→ **Work to be completed**: Would you set down the lines running from the one that holds "an error message" to the final line of the listing, both included, exactly and with no others?

→ **Records for processing**:
- - - - -
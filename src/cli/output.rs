//! Output formatting for CLI commands
//!
//! Colour helpers and message printers for human-readable output.
//! `colored` respects the NO_COLOR env var.

/// Color scheme for CLI output
pub mod colors {
    use colored::{ColoredString, Colorize};

    /// Style for labels/headers
    pub fn label(s: &str) -> ColoredString {
        s.bold()
    }

    /// Style for URLs
    pub fn url(s: &str) -> ColoredString {
        s.blue().underline()
    }

    /// Style for numbers/counts
    pub fn number(s: &str) -> ColoredString {
        s.yellow()
    }

    /// Style for warning messages
    pub fn warning(s: &str) -> ColoredString {
        s.yellow()
    }

    /// Style for error messages
    pub fn error(s: &str) -> ColoredString {
        s.red().bold()
    }

    /// Style for dim/secondary text
    pub fn dim(s: &str) -> ColoredString {
        s.dimmed()
    }

    /// Style for rank numbers
    pub fn rank(s: &str) -> ColoredString {
        s.green().bold()
    }
}

/// Format a millisecond duration into a human-readable string
pub fn format_duration_ms(ms: u64) -> String {
    if ms >= 60_000 {
        let mins = ms / 60_000;
        let secs = (ms % 60_000) as f64 / 1000.0;
        format!("{mins}m {secs:.1}s")
    } else if ms >= 1000 {
        format!("{:.2}s", ms as f64 / 1000.0)
    } else {
        format!("{ms}ms")
    }
}

/// Print a warning message
pub fn print_warning(message: &str) {
    eprintln!("{}: {}", colors::warning("Warning"), message);
}

/// Print an error message
pub fn print_error(message: &str) {
    eprintln!("{}: {}", colors::error("Error"), message);
}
- - - - -
→ **Answer to the problem**:
/// Print an error message
pub fn print_error(message: &str) {
    eprintln!("{}: {}", colors::error("Error"), message);
}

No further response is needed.